How to measure master data quality: the six numbers that tell you the truth

A master data quality scorecard

Completeness

94%

Validity

88%

Uniqueness

97%

Consistency

76%

Timeliness

61%

Accuracy

82%

The point is not the average. It is seeing which number is red before someone in finance does.

Almost nobody measures master data quality until a number in a report is wrong and someone goes hunting for the cause. By then the question has changed. It is no longer “what is our data quality.” It is “how long has this been broken, and what did it cost.”

Most teams I have worked with could not answer either. Not because they were careless, but because “data quality” had never been a number in their world. It was a feeling. The supplier file felt messy. The customer list felt full of duplicates. Feelings do not survive a meeting with a controller who wants to know why spend is off by 4%. A number does.

“Bad data quality” is too vague to act on

Say the supplier data is bad. Bad how? Missing tax IDs is one problem. The same supplier entered three times is a different problem. Records nobody has touched since 2019 is a third. Each has a different fix, a different owner, and a different cost. Lumping them under one word means you can argue about it forever and never fix any of them.

The whole point of measuring is to turn the argument into a query. Once “the data is messy” becomes “18% of active suppliers are missing a valid VAT number,” the conversation stops being about opinions and starts being about a list of 340 records and who is going to fix them.

The six dimensions worth measuring

You do not need a framework with forty metrics. Six dimensions cover almost everything that goes wrong with master data. Five of them you can compute against data you already hold. The sixth you cannot, and pretending otherwise is how scorecards start lying.

Dimension	The question it answers	How you compute it
Completeness	Are the mandatory fields filled in?	Records with all required attributes non-null, over the total.
Validity	Does each value match its allowed format or set?	Records whose values pass a format check or lookup, over the total.
Uniqueness	How many records describe the same real thing?	Records that fall into a duplicate cluster, over the total.
Consistency	Do the master and the source systems agree?	Records where a shared field disagrees across systems, over the matched total.
Timeliness	How stale is the record?	Records not verified or changed within your freshness window, over the total.
Accuracy	Does the value match the real world?	Needs an external source. Sample and verify; you cannot compute it internally.

Notice the gap between the first five and the last. Accuracy is the one everyone asks for and almost nobody has. You can know a record is complete, valid, unique, consistent, and fresh, and still have it be wrong, because the company moved last quarter and nobody told you. Accuracy needs the outside world. The other five just need a query.

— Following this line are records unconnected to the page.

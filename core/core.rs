pub mod classify;
pub mod config;
pub mod discovery;
pub mod error;
pub mod ignore_spec;
pub mod includes;
pub mod paths;

pub use classify::is_text_file;
pub use config::{
    BuiltinIgnores, Config, DiscoveryConfig, MetricsConfig, get_builtin_ignore_patterns,
};
pub use discovery::{
    Discovery, DiscoveryEngine, DiscoveryOutcome, ResolvedFile, discover_project, project_name,
    resolve_root,
};
pub use error::{AppError, Result};
pub use ignore_spec::IgnoreSpec;
pub use includes::{resolve_include, scan_for_includes};
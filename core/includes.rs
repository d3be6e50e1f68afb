use crate::paths;
use once_cell::sync::Lazy;
use regex::Regex;
use std::path::{Path, PathBuf};

// Only quoted includes. <system> headers live outside the project.
static INCLUDE_DIRECTIVE: Lazy<Regex> = Lazy::new(|| {
    Regex::new(r#"^\s*#include\s+"([^"]+)""#).expect("include directive regex is valid")
});

/// Finds the file an include directive refers to: first relative to the
/// directory of the including file, then relative to the resolution root.
/// A target found in neither place is dropped.
pub fn resolve_include(directive: &str, source_file: &Path, root: &Path) -> Option<PathBuf> {
    let source_dir = source_file.parent().unwrap_or(root);

    let candidate = paths::normalize(&source_dir.join(directive));
    if candidate.exists() {
        log::trace!(
            "Resolved include \"{}\" relative to {}",
            directive,
            source_dir.display()
        );
        return Some(candidate);
    }

    let candidate = paths::normalize(&root.join(directive));
    if candidate.exists() {
        log::trace!("Resolved include \"{}\" relative to root", directive);
        return Some(candidate);
    }

    log::debug!(
        "Dropping unresolved include \"{}\" in {}",
        directive,
        source_file.display()
    );
    None
}

/// Scans `content` line by line for quoted include directives and resolves
/// each one. Results keep line order and may contain duplicates.
pub fn scan_for_includes(content: &str, source_file: &Path, root: &Path) -> Vec<PathBuf> {
    content
        .lines()
        .filter_map(|line| INCLUDE_DIRECTIVE.captures(line))
        .filter_map(|caps| resolve_include(&caps[1], source_file, root))
        .collect()
}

Computing them in SQL Server

Here is the part that surprises people: the queries are not hard. They are the kind of thing any DBA writes before lunch. Most teams lack these numbers for one reason, and it has nothing to do with difficulty. Nobody was ever asked to run them. The examples below are illustrative, against a plain Supplier table. Swap in your own columns.

Completeness

Count the records where every mandatory field is present, over the total. Decide what counts as mandatory first; the query is the easy part.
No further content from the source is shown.